Ребенок, считается, пропускает такой наказ мимо ушей или считает его само собой разумеющимся, то есть он "поступает" как взрослый, подтверждая выполнение такого приказа. Он не слушает глупости, что в данном случае является условием их выполнения. Философ начинает такой приказ выполнять.
Странная позиция "работы" философа не определена "симуляцией" в смысле Ф. Гиренка, поскольку для такой работы конститутивным моментом является следующее: она представляется "второй" работой без наличия первой. Философ не имеет основного места работы, тогда как философия изначально выступает в качестве "подработки" или, что то же самое, отлынивания от "основного места работы", которое остается воображаемым. Пример Сократа нельзя не вспомнить: он имеет две работы (на рынке и в философии), но "по-настоящему" не работает нигде. Так же у него две жены, но, предположительно, он любит Алкивиада. Потомки Сократа - те самые интеллигенты, которые рассказывают любовнице про жену, жене - про работу, а сами идут в библиотеку.
Выражение советского дискурса "работа проведена" выполнимо только по отношению к философии. В этом смысле за ним стоит не знаковая симуляция, а непреднамеренная претензия на "только работу", работу, которая имеет "второй" характер, не обладая каким бы то ни было сущностным определением. В данном случае работа не может считаться просто "знаком", в действительности, она является странной чистой временной работой, полным приложением марксистской теории "рабочей силы", которая продает себя по часам. Философская работа оказывается чистой презентацией потраченного времени, вернее, самим потраченным временем, которое не бывает как "само". Чем является работа, которая делается не для работы (то есть результата, как в натуральной экономике), и не для "представления" как в симулятивной экономике, а для чистой траты времени? Является ли такая работа развлечением?

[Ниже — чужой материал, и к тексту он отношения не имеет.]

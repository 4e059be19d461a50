//! The `Machine` coordinator.
//!
//! A [`Machine`] is one live session with the rig.  It owns:
//!
//! - the REST transport and base URL,
//! - the application registry and state-trigger actions resolved at connect,
//! - the [`MachineSignalTracker`] and [`AppWaitEngine`], and
//! - every background task feeding them.
//!
//! # Lifecycle
//!
//! ```text
//! assemble ─► spawn machine-state listener
//!          ─► spawn application-state listener
//!          ─► resolve registry + triggers   (feeds already live)
//!          ─► Machine
//!
//! drop / shutdown ─► abort every task
//! ```
//!
//! Listeners are started before resolution so no feed message sent while
//! connect is resolving is lost.
//!
//! # Wait semantics
//!
//! Every wait reads a snapshot over REST first and returns at once when the
//! snapshot already satisfies it.  Otherwise it waits on the live feed.  A
//! state change that happens between the snapshot and the registration is
//! not replayed: such a wait only resolves on a later message or times out.

use std::sync::Arc;
use std::time::Duration;

use rigsync_core::domain::signals::{STATE_CLOSING, STATE_READY};
use rigsync_core::protocol::{API_ROOT_PATH, APPLICATIONS_PATH};
use rigsync_core::{
    AcceptableStates, ActionSet, ActionSpec, Application, ApplicationRegistry, MachineSignal,
    MachineSignals, MachineStateMessage, WaitVerdict,
};
use serde_json::{Map, Value};
use tokio::sync::{broadcast, mpsc};
use tokio::task::JoinHandle;
use tracing::{debug, info};

use super::error::RigError;
use super::invoke::{invoke_action, ActionOutcome};
use super::resolver::{fetch_entity_document, resolve_registry};
use super::signal_tracker::{run_machine_listener, MachineSignalTracker};
use super::transport::RestTransport;
use super::wait_engine::{run_application_listener, AppWaitEngine, WaitHandle};

/// Owner name used in errors about the machine's own actions.
const MACHINE_OWNER: &str = "machine";

/// Text-frame channels of the two feeds.
#[derive(Debug)]
pub struct FeedReceivers {
    /// Frames from the machine-state feed.
    pub machine: mpsc::Receiver<String>,
    /// Frames from the application-state feed.
    pub applications: mpsc::Receiver<String>,
}

/// A connected machine.
pub struct Machine {
    transport: Arc<dyn RestTransport>,
    base_url: String,
    registry: ApplicationRegistry,
    state_triggers: ActionSet,
    tracker: Arc<MachineSignalTracker>,
    engine: Arc<AppWaitEngine>,
    tasks: Vec<JoinHandle<()>>,
}

impl Machine {
    /// Starts the feed listeners, then resolves the registry.
    ///
    /// # Errors
    ///
    /// Any error from [`resolve_registry`].  The listeners are stopped
    /// before the error is returned.
    pub async fn assemble(
        transport: Arc<dyn RestTransport>,
        base_url: impl Into<String>,
        feeds: FeedReceivers,
    ) -> Result<Self, RigError> {
        let tracker = Arc::new(MachineSignalTracker::new());
        let engine = Arc::new(AppWaitEngine::new());

        let mut machine = Self {
            transport,
            base_url: base_url.into(),
            registry: ApplicationRegistry::new(),
            state_triggers: ActionSet::new(),
            tracker: Arc::clone(&tracker),
            engine: Arc::clone(&engine),
            tasks: Vec::with_capacity(4),
        };
        machine.supervise(tokio::spawn(run_machine_listener(tracker, feeds.machine)));
        machine.supervise(tokio::spawn(run_application_listener(
            engine,
            feeds.applications,
        )));

        // On error `machine` is dropped here, which aborts both listeners.
        let (registry, state_triggers) =
            resolve_registry(machine.transport.as_ref(), &machine.base_url).await?;
        machine.registry = registry;
        machine.state_triggers = state_triggers;

        info!("connected to machine at {}", machine.base_url);
        Ok(machine)
    }

    /// Ties a background task to this machine's lifetime.
    pub fn supervise(&mut self, task: JoinHandle<()>) {
        self.tasks.push(task);
    }

    /// Stops every background task and waits for them to finish.
    pub async fn shutdown(mut self) {
        let tasks = std::mem::take(&mut self.tasks);
        for task in &tasks {
            task.abort();
        }
        for task in tasks {
            // A cancelled task reports `JoinError::Cancelled`; nothing to do.
            let _ = task.await;
        }
        debug!("machine at {} shut down", self.base_url);
    }

    /// Base URL of the machine's REST API.
    pub fn base_url(&self) -> &str {
        &self.base_url
    }

    // ── Machine reads ─────────────────────────────────────────────────────────

    /// Machine properties, read fresh from the root document.
    pub async fn properties(&self) -> Result<Map<String, Value>, RigError> {
        let url = format!("{}{API_ROOT_PATH}", self.base_url);
        Ok(fetch_entity_document(self.transport.as_ref(), &url)
            .await?
            .properties)
    }

    /// The machine's current state string, read fresh.
    pub async fn current_machine_state(&self) -> Result<String, RigError> {
        let url = format!("{}{API_ROOT_PATH}", self.base_url);
        let root = fetch_entity_document(self.transport.as_ref(), &url).await?;
        root.state()
            .map(str::to_string)
            .ok_or_else(|| RigError::MalformedDocument {
                url,
                reason: "root document has no properties.state".to_string(),
            })
    }

    /// Returns `true` when every test can run (state is `Ready`).
    pub async fn ready_for_testing(&self) -> Result<bool, RigError> {
        Ok(self.current_machine_state().await? == STATE_READY)
    }

    /// Returns `true` when the box is closing or already ready.
    pub async fn test_box_closing(&self) -> Result<bool, RigError> {
        let state = self.current_machine_state().await?;
        Ok(state == STATE_CLOSING || state == STATE_READY)
    }

    /// Flags derived from the latest machine-state feed message.
    pub fn signals(&self) -> MachineSignals {
        self.tracker.current()
    }

    /// Every decoded machine-state message from now on.
    pub fn subscribe_machine_state(&self) -> broadcast::Receiver<MachineStateMessage> {
        self.tracker.subscribe()
    }

    // ── Registry ──────────────────────────────────────────────────────────────

    /// The application registry resolved at connect.
    pub fn applications(&self) -> &ApplicationRegistry {
        &self.registry
    }

    /// The machine's root-level actions.
    pub fn state_triggers(&self) -> &ActionSet {
        &self.state_triggers
    }

    /// Looks up an application by canonical name or alias.
    pub fn application(&self, key: &str) -> Result<&Arc<Application>, RigError> {
        self.registry
            .get(key)
            .ok_or_else(|| RigError::UnknownApplication(key.to_string()))
    }

    // ── Actions ───────────────────────────────────────────────────────────────

    /// Invokes `action` of application `key` with caller `fields`.
    pub async fn invoke(
        &self,
        key: &str,
        action: &str,
        fields: Map<String, Value>,
    ) -> Result<ActionOutcome, RigError> {
        let application = self.application(key)?;
        let spec = application
            .action(action)
            .ok_or_else(|| RigError::UnknownAction {
                owner: key.to_string(),
                action: action.to_string(),
            })?;
        self.run(spec, &fields).await
    }

    /// Invokes one of the machine's state triggers.
    pub async fn trigger(
        &self,
        action: &str,
        fields: Map<String, Value>,
    ) -> Result<ActionOutcome, RigError> {
        let spec = self
            .state_triggers
            .get(action)
            .ok_or_else(|| RigError::UnknownAction {
                owner: MACHINE_OWNER.to_string(),
                action: action.to_string(),
            })?;
        self.run(spec, &fields).await
    }

    async fn run(
        &self,
        spec: &ActionSpec,
        fields: &Map<String, Value>,
    ) -> Result<ActionOutcome, RigError> {
        info!("{} {} ({})", spec.method, spec.name, spec.target);
        invoke_action(self.transport.as_ref(), spec, fields).await
    }

    // ── Machine waits ─────────────────────────────────────────────────────────

    /// Waits until the machine is ready for testing.
    ///
    /// Returns `Ok(false)` if `timeout` elapsed first.
    pub async fn wait_ready(&self, timeout: Option<Duration>) -> Result<bool, RigError> {
        if self.ready_for_testing().await? {
            return Ok(true);
        }
        Ok(self.tracker.wait(MachineSignal::Ready, timeout).await)
    }

    /// Waits until the test box is closing (or ready).
    pub async fn wait_closing(&self, timeout: Option<Duration>) -> Result<bool, RigError> {
        if self.test_box_closing().await? {
            return Ok(true);
        }
        Ok(self
            .tracker
            .wait(MachineSignal::ClosingOrReady, timeout)
            .await)
    }

    /// Waits until the machine leaves `Ready`.
    pub async fn wait_not_ready(&self, timeout: Option<Duration>) -> Result<bool, RigError> {
        if !self.ready_for_testing().await? {
            return Ok(true);
        }
        Ok(self.tracker.wait(MachineSignal::NotReady, timeout).await)
    }

    // ── Application waits ─────────────────────────────────────────────────────

    /// Current state of application `key`.
    ///
    /// Read from the live application list; falls back to the state captured
    /// at connect when the list no longer contains the application.
    pub async fn application_state(&self, key: &str) -> Result<Option<String>, RigError> {
        let application = self.application(key)?;
        let url = format!("{}{APPLICATIONS_PATH}", self.base_url);
        let list = fetch_entity_document(self.transport.as_ref(), &url).await?;

        let live = list
            .entities
            .iter()
            .find(|link| link.name() == Some(key) || link.alias() == Some(key))
            .and_then(|link| link.state());
        Ok(live.or_else(|| application.state()).map(str::to_string))
    }

    /// Starts waiting for application `key` to reach `target`.
    ///
    /// With `bail_on_error`, any error state also resolves the wait.  A
    /// snapshot that already satisfies the wait yields
    /// [`WaitHandle::Resolved`].
    pub async fn app_wait(
        &self,
        key: &str,
        target: &str,
        bail_on_error: bool,
    ) -> Result<WaitHandle, RigError> {
        let acceptable = AcceptableStates::new(target, bail_on_error);
        if let Some(state) = self.application_state(key).await? {
            if acceptable.contains(&state) {
                debug!("'{key}' already in '{state}'");
                return Ok(WaitHandle::Resolved(state));
            }
        }
        // Matched against the frame's `name` exactly as the caller spelled it.
        Ok(self.engine.register(key, acceptable))
    }

    /// Waits for application `key` to reach `target`, bailing on error states.
    ///
    /// # Errors
    ///
    /// - [`RigError::Timeout`] if `timeout` elapses first.
    /// - [`RigError::Application`] if the application reached an error state.
    pub async fn wait_app_state(
        &self,
        key: &str,
        target: &str,
        timeout: Option<Duration>,
    ) -> Result<(), RigError> {
        let acceptable = AcceptableStates::new(target, true);
        let handle = self.app_wait(key, target, true).await?;
        let Some(resolved) = handle.wait(timeout).await? else {
            return Err(RigError::Timeout {
                name: key.to_string(),
                state: target.to_string(),
            });
        };
        match WaitVerdict::judge(&acceptable, &resolved) {
            WaitVerdict::Reached => Ok(()),
            WaitVerdict::Diverted { actual } => Err(RigError::Application {
                name: key.to_string(),
                expected: target.to_string(),
                actual,
            }),
        }
    }

    /// Number of application waits not yet resolved.
    pub fn pending_waits(&self) -> usize {
        self.engine.pending_count()
    }
}

impl Drop for Machine {
    fn drop(&mut self) {
        for task in &self.tasks {
            task.abort();
        }
    }
}

impl std::fmt::Debug for Machine {
    fn fmt(&self, f: &mut std::fmt::Formatter<'_>) -> std::fmt::Result {
        f.debug_struct("Machine")
            .field("base_url", &self.base_url)
            .field("applications", &self.registry.len())
            .field("state_triggers", &self.state_triggers.len())
            .field("tasks", &self.tasks.len())
            .finish()
    }
}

Герой нашей философии - не просто философ. И в то же время это не выросший философ-тиран, философ-законник или философ-ученый. Это философ-интеллигент. Философия интеллигенции начинается с того момента, когда мы начинаем различать умных интеллигентов и глупых, тупых. Эта философия живет в мире, где можно на улице встретить "тупого интеллигента". В эти моменты интеллигент начинает относиться к своему подобию как просто к "четырехглазому". Это меняет отдельные особенности стандартной христианской оптики: мы видим не "соломинку", которая не скрыта за нашим бревном, мы видим то, что глаз другого вооружен, но вооружен прямым дополнением, которое делает его более слабым, безопасным. Вооруженный глаз - всегда глаз частично слепого.